Thomas Mathew Szapucki (born June 12, 1996) is an American professional baseball pitcher for the San Francisco Giants of Major League Baseball (MLB).  He was selected by the New York Mets in the fifth round of the 2015 Major League Baseball draft, and made his MLB debut with them in 2021.

Career

Amateur career
Szapucki attended William T. Dwyer High School in Palm Beach Gardens, Florida.

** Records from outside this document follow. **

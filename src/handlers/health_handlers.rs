//! Liveness and readiness probes.

use crate::AppState;
use axum::{Json, extract::State, http::StatusCode, response::IntoResponse};
use serde::Serialize;
use tokio::fs;
use uuid::Uuid;

#[derive(Serialize)]
pub struct HealthResponse {
    status: &'static str,
}

#[derive(Serialize)]
pub struct ReadyResponse {
    status: &'static str,
    database: CheckStatus,
    buffer_dir: CheckStatus,
}

#[derive(Serialize)]
struct CheckStatus {
    ok: bool,
    #[serde(skip_serializing_if = "Option::is_none")]
    error: Option<String>,
}

/// `GET /healthz` — cheap liveness probe, no I/O.
pub async fn healthz() -> impl IntoResponse {
    (StatusCode::OK, Json(HealthResponse { status: "ok" }))
}

/// `GET /readyz` — checks SQLite connectivity and that the chunk buffer
/// directory is writable. 200 when both pass, 503 otherwise.
pub async fn readyz(State(state): State<AppState>) -> impl IntoResponse {
    let database = check_database(&state).await;
    let buffer_dir = check_buffer_dir(&state).await;
    let ready = database.ok && buffer_dir.ok;

    (
        if ready {
            StatusCode::OK
        } else {
            StatusCode::SERVICE_UNAVAILABLE
        },
        Json(ReadyResponse {
            status: if ready { "ok" } else { "error" },
            database,
            buffer_dir,
        }),
    )
}

async fn check_database(state: &AppState) -> CheckStatus {
    match sqlx::query_scalar::<_, i64>("SELECT 1")
        .fetch_one(&*state.chunk_store.db)
        .await
    {
        Ok(1) => CheckStatus { ok: true, error: None },
        Ok(other) => CheckStatus {
            ok: false,
            error: Some(format!("unexpected result: {other}")),
        },
        Err(e) => CheckStatus {
            ok: false,
            error: Some(e.to_string()),
        },
    }
}

/// Best-effort write/read/delete round trip under the buffer directory.
async fn check_buffer_dir(state: &AppState) -> CheckStatus {
    let probe = state
        .chunk_store
        .base_path
        .join(format!(".readyz-{}", Uuid::new_v4()));

    let result: Result<(), std::io::Error> = async {
        fs::write(&probe, b"readyz").await?;
        let bytes = fs::read(&probe).await?;
        fs::remove_file(&probe).await?;
        if bytes == b"readyz" {
            Ok(())
        } else {
            Err(std::io::Error::new(
                std::io::ErrorKind::InvalidData,
                "probe content mismatch",
            ))
        }
    }
    .await;

    match result {
        Ok(()) => CheckStatus { ok: true, error: None },
        Err(e) => CheckStatus {
            ok: false,
            error: Some(e.to_string()),
        },
    }
}
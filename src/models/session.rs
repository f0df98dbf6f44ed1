//! Derived status of a chunk-buffering session.

use chrono::{DateTime, Utc};
use serde::Serialize;

/// Snapshot of a session's progress, recomputed from the stored chunk rows
/// on every query. There is no session table: a session exists exactly as
/// long as it has chunks.
#[derive(Serialize, Clone, Debug)]
#[serde(rename_all = "camelCase")]
pub struct SessionStatus {
    /// The session identifier.
    pub session_id: String,

    /// Count of distinct chunk indices stored so far.
    pub received_chunks: i64,

    /// Declared total chunk count for the file.
    pub total_chunks: i64,

    /// True iff `received_chunks == total_chunks` and `total_chunks > 0`.
    pub is_complete: bool,

    /// Most recent chunk arrival time.
    pub last_activity: DateTime<Utc>,

    /// Original filename of the file being assembled.
    pub file_name: String,

    /// Content type of the finished file.
    pub content_type: String,

    /// Owning tenant slug.
    pub tenant_slug: String,

    /// Owning tenant display name.
    pub tenant_name: String,

    /// Destination folder for the finished file.
    pub dest_folder_id: String,

    /// Total bytes buffered across all stored chunks.
    pub buffered_bytes: i64,
}

impl SessionStatus {
    /// Completion predicate shared by store and tracker.
    pub fn complete(received: i64, total: i64) -> bool {
        total > 0 && received == total
    }
}

#[cfg(test)]
mod tests {
    use super::*;

    #[test]
    fn completion_requires_positive_total() {
        assert!(!SessionStatus::complete(0, 0));
        assert!(!SessionStatus::complete(2, 3));
        assert!(SessionStatus::complete(3, 3));
        assert!(SessionStatus::complete(1, 1));
    }
}
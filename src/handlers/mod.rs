//! HTTP handlers, grouped by concern. All of them are thin: parse the
//! request, delegate to a service, shape the JSON response.

pub mod chunk_handlers;
pub mod health_handlers;
pub mod maintenance_handlers;
pub mod resumable_handlers;
pub mod upload_handlers;
//! Core data models for the media intake service.
//!
//! These entities represent buffered chunk sessions, upload units, and the
//! manifest sealing a completed upload. They map cleanly to database tables
//! via `sqlx::FromRow` and serialize naturally as JSON via `serde`.

pub mod chunk;
pub mod manifest;
pub mod session;
pub mod upload;
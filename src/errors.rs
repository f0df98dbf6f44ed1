use axum::{
    Json,
    http::StatusCode,
    response::{IntoResponse, Response},
};
use serde_json::json;
use std::fmt;

use crate::services::{
    chunk_store::ChunkStoreError, cold_storage::ColdStorageError, finalize::FinalizeError,
};

/// A lightweight wrapper for general errors that keeps the message local.
#[derive(Debug)]
pub struct AppError {
    pub status: StatusCode,
    pub message: String,
}

impl AppError {
    /// Create a new AppError with a specific status and message.
    pub fn new(status: StatusCode, msg: impl Into<String>) -> Self {
        Self {
            status,
            message: msg.into(),
        }
    }

    /// Shortcut for a 400 Bad Request
    pub fn bad_request(msg: impl Into<String>) -> Self {
        Self::new(StatusCode::BAD_REQUEST, msg)
    }

    /// Shortcut for a 500 Internal Server Error
    pub fn internal(msg: impl Into<String>) -> Self {
        Self::new(StatusCode::INTERNAL_SERVER_ERROR, msg)
    }

    /// Shortcut for 404 Not Found
    pub fn not_found(msg: impl Into<String>) -> Self {
        Self::new(StatusCode::NOT_FOUND, msg)
    }
}

impl fmt::Display for AppError {
    fn fmt(&self, f: &mut fmt::Formatter<'_>) -> fmt::Result {
        write!(f, "{}", self.message)
    }
}

impl std::error::Error for AppError {}

impl IntoResponse for AppError {
    fn into_response(self) -> Response {
        let body = Json(json!({
            "error": self.message,
            "status": self.status.as_u16()
        }));

        (self.status, body).into_response()
    }
}

impl From<anyhow::Error> for AppError {
    fn from(err: anyhow::Error) -> Self {
        AppError::internal(err.to_string())
    }
}

// Validation failures are terminal 4xx results the client must not retry;
// storage failures surface as 500 so a dropped chunk is never silent.
impl From<ChunkStoreError> for AppError {
    fn from(err: ChunkStoreError) -> Self {
        let status = match &err {
            ChunkStoreError::InvalidChunkIndex { .. } | ChunkStoreError::EmptyPayload => {
                StatusCode::BAD_REQUEST
            }
            ChunkStoreError::SessionNotFound(_) => StatusCode::NOT_FOUND,
            ChunkStoreError::SessionIncomplete { .. } => StatusCode::CONFLICT,
            ChunkStoreError::Sqlx(_) | ChunkStoreError::Io(_) => {
                StatusCode::INTERNAL_SERVER_ERROR
            }
        };
        AppError::new(status, err.to_string())
    }
}

// Remote failures keep the remote status/body in the message so callers can
// decide between retrying the call and restarting the upload.
impl From<ColdStorageError> for AppError {
    fn from(err: ColdStorageError) -> Self {
        AppError::internal(err.to_string())
    }
}

impl From<FinalizeError> for AppError {
    fn from(err: FinalizeError) -> Self {
        let status = match &err {
            FinalizeError::UploadNotFound(_) => StatusCode::NOT_FOUND,
            FinalizeError::AlreadyCompleted(_) | FinalizeError::IncompletePartSet { .. } => {
                StatusCode::CONFLICT
            }
            FinalizeError::ManifestWriteFailure(_)
            | FinalizeError::SlotList(_)
            | FinalizeError::ColdStorage(_)
            | FinalizeError::Sqlx(_) => StatusCode::INTERNAL_SERVER_ERROR,
        };
        AppError::new(status, err.to_string())
    }
}
//! Maintenance endpoint: the session retention sweep.

use crate::AppState;
use axum::{Json, extract::State, http::StatusCode, response::IntoResponse};
use serde::Serialize;
use tracing::{info, warn};

#[derive(Serialize, Debug)]
#[serde(rename_all = "camelCase")]
pub struct CleanupResponse {
    pub ok: bool,
    #[serde(skip_serializing_if = "Option::is_none")]
    pub purged_sessions: Option<u64>,
    #[serde(skip_serializing_if = "Option::is_none")]
    pub error: Option<String>,
}

/// POST `/maintenance/cleanup` — purge chunk sessions idle past the
/// retention window. Intended to be hit periodically by a scheduler; safe
/// to run while uploads are active.
pub async fn cleanup_sessions(State(state): State<AppState>) -> impl IntoResponse {
    match state
        .chunk_store
        .cleanup_old_sessions(state.session_retention)
        .await
    {
        Ok(purged) => {
            info!(purged, "session cleanup sweep finished");
            (
                StatusCode::OK,
                Json(CleanupResponse {
                    ok: true,
                    purged_sessions: Some(purged),
                    error: None,
                }),
            )
        }
        Err(err) => {
            warn!("session cleanup sweep failed: {err}");
            (
                StatusCode::INTERNAL_SERVER_ERROR,
                Json(CleanupResponse {
                    ok: false,
                    purged_sessions: None,
                    error: Some(err.to_string()),
                }),
            )
        }
    }
}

He was selected by the New York Mets in the fifth round of the 2015 Major League Baseball draft. He signed with the Mets for a signing bonus of $375,000, forgoing his commitment to the University of Florida.

Professional career

New York Mets
Szapucki made his professional debut in 2015 with the Gulf Coast Mets. He started 2016 with the Kingsport Mets, and was promoted to the Brooklyn Cyclones during the season. Szapucki finished 2016 with a combined 4-3 record and 1.38 ERA in 52 total innings pitched, with a 0.885 WHIP and 14.9	strikeouts per 9 innings, between the two teams. He was named a Baseball America Rookie All-Star.

He spent 2017 with the Columbia Fireflies, posting a 1-2 record, 2.79 ERA, and a 1.17 WHIP over 29 innings before undergoing Tommy John surgery in July, thus ending his season.

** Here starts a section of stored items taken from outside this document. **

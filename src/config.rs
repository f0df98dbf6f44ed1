use anyhow::{Context, Result};
use clap::Parser;
use std::env;
use std::time::Duration;

/// Centralized application configuration.
/// Combines environment variables and CLI arguments.
#[derive(Debug, Clone)]
pub struct AppConfig {
    pub host: String,
    pub port: u16,
    pub storage_dir: String,
    pub database_url: String,
    /// Idle window after which a chunk session is eligible for cleanup.
    pub session_retention: Duration,
    pub cold_storage: ColdStorageConfig,
}

/// Connection settings for the external cold-storage API.
#[derive(Debug, Clone)]
pub struct ColdStorageConfig {
    /// Base URL of the cold-storage REST API.
    pub base_url: String,
    /// Static bearer token, if provisioned directly.
    pub access_token: Option<String>,
    /// Token-exchange endpoint used when no static token is available.
    pub token_url: Option<String>,
    pub client_id: Option<String>,
    pub client_secret: Option<String>,
    pub refresh_token: Option<String>,
    /// Retry ceiling for transient remote failures.
    pub max_attempts: u32,
    /// First backoff delay; doubles per attempt up to `max_backoff`.
    pub initial_backoff: Duration,
    pub max_backoff: Duration,
    /// Timeout for init/verify calls.
    pub request_timeout: Duration,
    /// Timeout ceiling for a single ranged PUT (large slices take minutes).
    pub put_timeout: Duration,
}

/// Command-line + environment configuration.
#[derive(Parser, Debug)]
#[command(author, version, about = "Media intake & upload relay API")]
pub struct Args {
    /// Host to bind to (overrides MEDIA_INTAKE_HOST)
    #[arg(long)]
    pub host: Option<String>,

    /// Port to bind to (overrides MEDIA_INTAKE_PORT)
    #[arg(long)]
    pub port: Option<u16>,

    /// Directory where chunk payloads are buffered (overrides MEDIA_INTAKE_STORAGE_DIR)
    #[arg(long)]
    pub storage_dir: Option<String>,

    /// Database URL (overrides MEDIA_INTAKE_DATABASE_URL)
    #[arg(long)]
    pub database_url: Option<String>,

    /// Session retention window in hours (overrides MEDIA_INTAKE_SESSION_RETENTION_HOURS)
    #[arg(long)]
    pub session_retention_hours: Option<u64>,

    /// Cold-storage API base URL (overrides MEDIA_INTAKE_COLD_STORAGE_URL)
    #[arg(long)]
    pub cold_storage_url: Option<String>,

    /// Run migrations and exit
    #[arg(long)]
    pub migrate: bool,
}

impl AppConfig {
    /// Parse environment variables + CLI args into AppConfig and migrate flag.
    pub fn from_env_and_args() -> Result<(Self, bool)> {
        let args = Args::parse();
        let cfg = Self::from_env(&args)?;
        Ok((cfg, args.migrate))
    }

    fn from_env(args: &Args) -> Result<Self> {
        // --- Environment fallback ---
        let env_host = env::var("MEDIA_INTAKE_HOST").unwrap_or_else(|_| "0.0.0.0".into());
        let env_port = match env::var("MEDIA_INTAKE_PORT") {
            Ok(value) => value
                .parse::<u16>()
                .with_context(|| format!("parsing MEDIA_INTAKE_PORT value `{}`", value))?,
            Err(env::VarError::NotPresent) => 3000,
            Err(err) => return Err(err).context("reading MEDIA_INTAKE_PORT"),
        };
        let env_storage =
            env::var("MEDIA_INTAKE_STORAGE_DIR").unwrap_or_else(|_| "./data/chunks".into());
        let env_db = env::var("MEDIA_INTAKE_DATABASE_URL")
            .unwrap_or_else(|_| "sqlite://./data/meta/media_intake.db".into());
        let env_retention = match env::var("MEDIA_INTAKE_SESSION_RETENTION_HOURS") {
            Ok(value) => Some(value.parse::<u64>().with_context(|| {
                format!("parsing MEDIA_INTAKE_SESSION_RETENTION_HOURS value `{}`", value)
            })?),
            Err(env::VarError::NotPresent) => None,
            Err(err) => return Err(err).context("reading MEDIA_INTAKE_SESSION_RETENTION_HOURS"),
        };

        let retention_hours = args
            .session_retention_hours
            .or(env_retention)
            .unwrap_or(6);

        // --- Merge ---
        Ok(Self {
            host: args.host.clone().unwrap_or(env_host),
            port: args.port.unwrap_or(env_port),
            storage_dir: args.storage_dir.clone().unwrap_or(env_storage),
            database_url: args.database_url.clone().unwrap_or(env_db),
            session_retention: Duration::from_secs(retention_hours * 3600),
            cold_storage: ColdStorageConfig::from_env(args.cold_storage_url.clone())?,
        })
    }

    pub fn addr(&self) -> String {
        format!("{}:{}", self.host, self.port)
    }
}

impl ColdStorageConfig {
    fn from_env(base_url_override: Option<String>) -> Result<Self> {
        let base_url = base_url_override
            .or_else(|| env::var("MEDIA_INTAKE_COLD_STORAGE_URL").ok())
            .unwrap_or_else(|| "https://storage.invalid/api/v3".into());

        let max_attempts = match env::var("MEDIA_INTAKE_COLD_STORAGE_MAX_ATTEMPTS") {
            Ok(value) => value.parse::<u32>().with_context(|| {
                format!("parsing MEDIA_INTAKE_COLD_STORAGE_MAX_ATTEMPTS value `{}`", value)
            })?,
            Err(_) => 5,
        };

        Ok(Self {
            base_url,
            access_token: env::var("MEDIA_INTAKE_COLD_STORAGE_TOKEN").ok(),
            token_url: env::var("MEDIA_INTAKE_COLD_STORAGE_TOKEN_URL").ok(),
            client_id: env::var("MEDIA_INTAKE_COLD_STORAGE_CLIENT_ID").ok(),
            client_secret: env::var("MEDIA_INTAKE_COLD_STORAGE_CLIENT_SECRET").ok(),
            refresh_token: env::var("MEDIA_INTAKE_COLD_STORAGE_REFRESH_TOKEN").ok(),
            max_attempts: max_attempts.max(1),
            initial_backoff: Duration::from_millis(500),
            max_backoff: Duration::from_secs(30),
            request_timeout: Duration::from_secs(30),
            put_timeout: Duration::from_secs(300),
        })
    }
}
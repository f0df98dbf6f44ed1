//! The manifest artifact proving an upload unit is complete.

use chrono::{DateTime, Utc};
use serde::{Deserialize, Serialize};
use uuid::Uuid;

use crate::models::upload::UploadPart;

/// Durable record enumerating every file of one completed upload unit.
///
/// Built once during finalization, written once to the destination folder
/// alongside the files, immutable thereafter.
#[derive(Serialize, Deserialize, Clone, Debug)]
#[serde(rename_all = "camelCase")]
pub struct UploadManifest {
    /// The upload unit this manifest seals.
    pub upload_id: Uuid,

    /// When the manifest was built.
    pub created_at: DateTime<Utc>,

    /// Number of enumerated parts.
    pub total_files: usize,

    /// One entry per recorded part, in slot order.
    pub parts: Vec<ManifestEntry>,
}

/// A single file enumerated by the manifest.
#[derive(Serialize, Deserialize, Clone, Debug)]
#[serde(rename_all = "camelCase")]
pub struct ManifestEntry {
    /// Named slot the file fills.
    pub slot: String,

    /// Original filename.
    pub file_name: String,

    /// Size in bytes.
    pub size_bytes: i64,

    /// Content type.
    pub content_type: String,

    /// Cold-storage identifier of the file.
    pub file_id: String,
}

impl UploadManifest {
    /// Assemble a manifest from the recorded parts of an upload.
    pub fn from_parts(upload_id: Uuid, created_at: DateTime<Utc>, parts: &[UploadPart]) -> Self {
        let mut entries: Vec<ManifestEntry> = parts
            .iter()
            .map(|p| ManifestEntry {
                slot: p.slot.clone(),
                file_name: p.file_name.clone(),
                size_bytes: p.size_bytes,
                content_type: p.content_type.clone(),
                file_id: p.file_id.clone(),
            })
            .collect();
        entries.sort_by(|a, b| a.slot.cmp(&b.slot));

        Self {
            upload_id,
            created_at,
            total_files: entries.len(),
            parts: entries,
        }
    }

    /// Conventional filename for the manifest inside the destination folder.
    pub fn file_name(&self) -> String {
        format!("manifest-{}.json", self.upload_id)
    }
}
//! Read-side projection over chunk store state.
//!
//! Chunk delivery for one session can land on different server instances,
//! so progress is recomputed from persisted rows on every call — nothing is
//! cached in memory.

use crate::models::session::SessionStatus;
use sqlx::{Row, SqlitePool};
use std::sync::Arc;

/// Pure query facade: answers "how far along is this session" from the
/// chunks table. Holds no state beyond the pool handle.
#[derive(Clone)]
pub struct SessionTracker {
    pub db: Arc<SqlitePool>,
}

impl SessionTracker {
    pub fn new(db: Arc<SqlitePool>) -> Self {
        Self { db }
    }

    /// Current derived status for a session, `None` when it has no chunks.
    pub async fn status(&self, session_id: &str) -> Result<Option<SessionStatus>, sqlx::Error> {
        query_status(&self.db, session_id).await
    }
}

/// Derive a session's status from its stored chunk rows.
///
/// The received count is `COUNT(*)` over the rows — the primary key on
/// `(session_id, chunk_index)` makes that the count of distinct indices.
/// File/tenant metadata is taken from the most recently received chunk.
pub async fn query_status(
    db: &SqlitePool,
    session_id: &str,
) -> Result<Option<SessionStatus>, sqlx::Error> {
    let row = sqlx::query(
        "SELECT COUNT(*) AS received_chunks,
                SUM(size_bytes) AS buffered_bytes
         FROM chunks WHERE session_id = ?",
    )
    .bind(session_id)
    .fetch_one(db)
    .await?;

    let received_chunks: i64 = row.get("received_chunks");
    if received_chunks == 0 {
        return Ok(None);
    }
    let buffered_bytes: i64 = row.get("buffered_bytes");

    let latest = sqlx::query(
        "SELECT total_chunks, file_name, content_type, tenant_slug, tenant_name,
                dest_folder_id, received_at
         FROM chunks WHERE session_id = ?
         ORDER BY received_at DESC, chunk_index DESC LIMIT 1",
    )
    .bind(session_id)
    .fetch_one(db)
    .await?;

    let total_chunks: i64 = latest.get("total_chunks");

    Ok(Some(SessionStatus {
        session_id: session_id.to_string(),
        received_chunks,
        total_chunks,
        is_complete: SessionStatus::complete(received_chunks, total_chunks),
        last_activity: latest.get("received_at"),
        file_name: latest.get("file_name"),
        content_type: latest.get("content_type"),
        tenant_slug: latest.get("tenant_slug"),
        tenant_name: latest.get("tenant_name"),
        dest_folder_id: latest.get("dest_folder_id"),
        buffered_bytes,
    }))
}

MLB.com ranked Szapucki as New York's fifth-ranked prospect going into the 2018 season. He missed all of 2018 due to undergoing Tommy John surgery. 

He returned to play in 2019 with Columbia, before being promoted to the St. Lucie Mets in July, and to the Binghamton Rumble Ponies in August. Over 21 games (18 starts) between the three clubs, he went 1-3 with a 2.63 ERA, striking out 72 over  innings, with a 1.216 WHIP and 10.5 strikeouts per 9 innings.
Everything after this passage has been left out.